**DIRECTIONS FOR THIS TASK**
From the records below, print exactly the lines starting at the one containing "Extended suffix arrays with the default minimum length." and ending at the one containing "if !(threshold >", ends included, and nothing else.

▼

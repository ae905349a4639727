//! Blocking-key tokenizer strategies.
//!
//! Every strategy starts from the same normalized word set: the text is
//! lowercased, split on every non-alphanumeric character, empties dropped,
//! duplicates removed. Strategies then expand each word into blocking keys
//! in their own way. Selection is a closed enum, so dispatch is one `match`
//! and unknown strategy names can only occur at the CLI or serde boundary.
//!
//! # Example
//!
//! ```
//! use entwine_blocking::TokenizerStrategy;
//!
//! let keys = TokenizerStrategy::QGrams { q: 3 }.blocking_keys("Sofia");
//! assert!(keys.contains("sof") && keys.contains("fia"));
//! ```

use std::collections::HashSet;

use serde::{Deserialize, Serialize};

use entwine_core::{EntwineError, Result};

/// Default q-gram length.
pub const DEFAULT_QGRAM_SIZE: usize = 6;
/// Default minimum suffix length.
pub const DEFAULT_SUFFIX_LENGTH: usize = 6;
/// Default cap on the q-grams kept per word before combining.
pub const DEFAULT_MAX_QGRAMS: usize = 15;
/// Default fraction of a word's q-gram list a combination must cover.
pub const DEFAULT_COMBINATION_THRESHOLD: f64 = 0.95;

/// Strategy for expanding record text into blocking keys.
#[derive(Debug, Clone, PartialEq, Serialize, Deserialize)]
pub enum TokenizerStrategy {
    /// Whole words.
    Standard,
    /// Sliding character windows of length `q` per word.
    QGrams {
        /// Window length; words shorter than this stay whole.
        q: usize,
    },
    /// Word suffixes no shorter than `min_length`.
    SuffixArrays {
        /// Shortest suffix emitted; shorter words stay whole.
        min_length: usize,
    },
    /// The whole word plus every contiguous substring of length
    /// `min_length` up to one below the word length.
    ExtendedSuffixArrays {
        /// Shortest substring emitted.
        min_length: usize,
    },
    /// Concatenated order-preserving subsequences of each word's q-grams.
    ExtendedQGrams {
        /// Q-gram length; words shorter than this stay whole.
        q: usize,
        /// Cap on the q-grams kept per word before combining.
        max_qgrams: usize,
        /// Fraction of the kept q-grams a combination must cover.
        threshold: f64,
    },
}

impl Default for TokenizerStrategy {
    fn default() -> Self {
        Self::Standard
    }
}

impl TokenizerStrategy {
    /// Q-grams with the default window length.
    #[must_use]
    pub fn qgrams() -> Self {
        Self::QGrams { q: DEFAULT_QGRAM_SIZE }
    }

    /// Suffix arrays with the default minimum length.
    #[must_use]
    pub fn suffix_arrays() -> Self {
        Self::SuffixArrays { min_length: DEFAULT_SUFFIX_LENGTH }
    }

    /// Extended suffix arrays with the default minimum length.
    #[must_use]
    pub fn extended_suffix_arrays() -> Self {
        Self::ExtendedSuffixArrays { min_length: DEFAULT_SUFFIX_LENGTH }
    }

    /// Extended q-grams with the default length, cap, and threshold.
    #[must_use]
    pub fn extended_qgrams() -> Self {
        Self::ExtendedQGrams {
            q: DEFAULT_QGRAM_SIZE,
            max_qgrams: DEFAULT_MAX_QGRAMS,
            threshold: DEFAULT_COMBINATION_THRESHOLD,
        }
    }

    /// Validates strategy parameters. Runs before any worker starts.
    pub fn validate(&self) -> Result<()> {
        match *self {
            Self::Standard => Ok(()),
            Self::QGrams { q } => {
                if q == 0 {
                    return Err(EntwineError::Config("q-gram length must be at least 1".into()));
                }
                Ok(())
            }
            Self::SuffixArrays { min_length } | Self::ExtendedSuffixArrays { min_length } => {
                if min_length == 0 {
                    return Err(EntwineError::Config(
                        "minimum suffix length must be at least 1".into(),
                    ));
                }
                Ok(())
            }
            Self::ExtendedQGrams { q, max_qgrams, threshold } => {
                if q == 0 {
                    return Err(EntwineError::Config("q-gram length must be at least 1".into()));
                }
                if max_qgrams == 0 {
                    return Err(EntwineError::Config("max_qgrams must be at least 1".into()));
                }
                if !(threshold > 0.0 && threshold <= 1.0) {
                    return Err(EntwineError::Config(
                        "combination threshold must lie in (0, 1]".into(),
                    ));
                }
                Ok(())
            }
        }
    }

    /// Expands `text` into its set of blocking keys.
    #[must_use]
    pub fn blocking_keys(&self, text: &str) -> HashSet<String> {
        let words = word_set(text);
        match *self {
            Self::Standard => words,
            Self::QGrams { q } => expand_words(&words, |word, keys| qgram_keys(word, q, keys)),
            Self::SuffixArrays { min_length } => {
                expand_words(&words, |word, keys| suffix_keys(word, min_length, keys))
            }
            Self::ExtendedSuffixArrays { min_length } => {
                expand_words(&words, |word, keys| extended_suffix_keys(word, min_length, keys))
            }
            Self::ExtendedQGrams { q, max_qgrams, threshold } => {
                expand_words(&words, |word, keys| {
                    extended_qgram_keys(word, q, max_qgrams, threshold, keys);
                })
            }
        }
    }
}

/// Normalizes text into its deduplicated word set.
///
/// Lowercases, splits on every non-alphanumeric character, drops empties.
#[must_use]
pub fn word_set(text: &str) -> HashSet<String> {
    text.to_lowercase()
        .split(|c: char| !c.is_alphanumeric())
        .filter(|word| !word.is_empty())
        .map(String::from)
        .collect()
}

fn expand_words<F>(words: &HashSet<String>, mut per_word: F) -> HashSet<String>
where
    F: FnMut(&str, &mut HashSet<String>),
{
    let mut keys = HashSet::new();
    for word in words {
        per_word(word, &mut keys);
    }
    keys
}

fn qgram_keys(word: &str, q: usize, keys: &mut HashSet<String>) {
    let chars: Vec<char> = word.chars().collect();
    if chars.len() < q {
        keys.insert(word.to_owned());
        return;
    }
    for window in chars.windows(q) {
        keys.insert(window.iter().collect());
    }
}

fn suffix_keys(word: &str, min_length: usize, keys: &mut HashSet<String>) {
    let chars: Vec<char> = word.chars().collect();
    if chars.len() < min_length {
        keys.insert(word.to_owned());
        return;
    }
    for offset in 0..=chars.len() - min_length {
        keys.insert(chars[offset..].iter().collect());
    }
}

fn extended_suffix_keys(word: &str, min_length: usize, keys: &mut HashSet<String>) {
    keys.insert(word.to_owned());
    let chars: Vec<char> = word.chars().collect();
    if chars.len() > min_length {
        for size in min_length..chars.len() {
            for window in chars.windows(size) {
                keys.insert(window.iter().collect());
            }
        }
    }
}

fn extended_qgram_keys(
    word: &str,
    q: usize,
    max_qgrams: usize,
    threshold: f64,
    keys: &mut HashSet<String>,
) {
    let chars: Vec<char> = word.chars().collect();
    if chars.len() < q {
        keys.insert(word.to_owned());
        return;
    }
    let mut grams: Vec<String> = chars.windows(q).map(|window| window.iter().collect()).collect();
    grams.truncate(max_qgrams);
    let minimum = ((grams.len() as f64 * threshold).floor() as usize).max(1);
    for size in minimum..=grams.len() {
        for combination in qgram_combinations(&grams, size) {
            keys.insert(combination);
        }
    }
}

/// All order-preserving choices of `size` grams, each concatenated into one
/// key. Classic exclude-last / include-last recursion on the final gram;
/// an empty include branch means the final gram stands alone.
fn qgram_combinations(grams: &[String], size: usize) -> Vec<String> {
    if size == 0 || grams.len() < size {
        return Vec::new();
    }
    let (rest, last) = grams.split_at(grams.len() - 1);
    let last = &last[0];
    let mut combinations = qgram_combinations(rest, size);
    let with_last = qgram_combinations(rest, size - 1);
    if with_last.is_empty() {
        combinations.push(last.clone());
    } else {
        for prefix in with_last {
            combinations.push(prefix + last);
        }
    }
    combinations
}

▲

**ANSWER**
    /// Extended suffix arrays with the default minimum length.
    #[must_use]
    pub fn extended_suffix_arrays() -> Self {
        Self::ExtendedSuffixArrays { min_length: DEFAULT_SUFFIX_LENGTH }
    }

    /// Extended q-grams with the default length, cap, and threshold.
    #[must_use]
    pub fn extended_qgrams() -> Self {
        Self::ExtendedQGrams {
            q: DEFAULT_QGRAM_SIZE,
            max_qgrams: DEFAULT_MAX_QGRAMS,
            threshold: DEFAULT_COMBINATION_THRESHOLD,
        }
    }

    /// Validates strategy parameters. Runs before any worker starts.
    pub fn validate(&self) -> Result<()> {
        match *self {
            Self::Standard => Ok(()),
            Self::QGrams { q } => {
                if q == 0 {
                    return Err(EntwineError::Config("q-gram length must be at least 1".into()));
                }
                Ok(())
            }
            Self::SuffixArrays { min_length } | Self::ExtendedSuffixArrays { min_length } => {
                if min_length == 0 {
                    return Err(EntwineError::Config(
                        "minimum suffix length must be at least 1".into(),
                    ));
                }
                Ok(())
            }
            Self::ExtendedQGrams { q, max_qgrams, threshold } => {
                if q == 0 {
                    return Err(EntwineError::Config("q-gram length must be at least 1".into()));
                }
                if max_qgrams == 0 {
                    return Err(EntwineError::Config("max_qgrams must be at least 1".into()));
                }
                if !(threshold > 0.0 && threshold <= 1.0) {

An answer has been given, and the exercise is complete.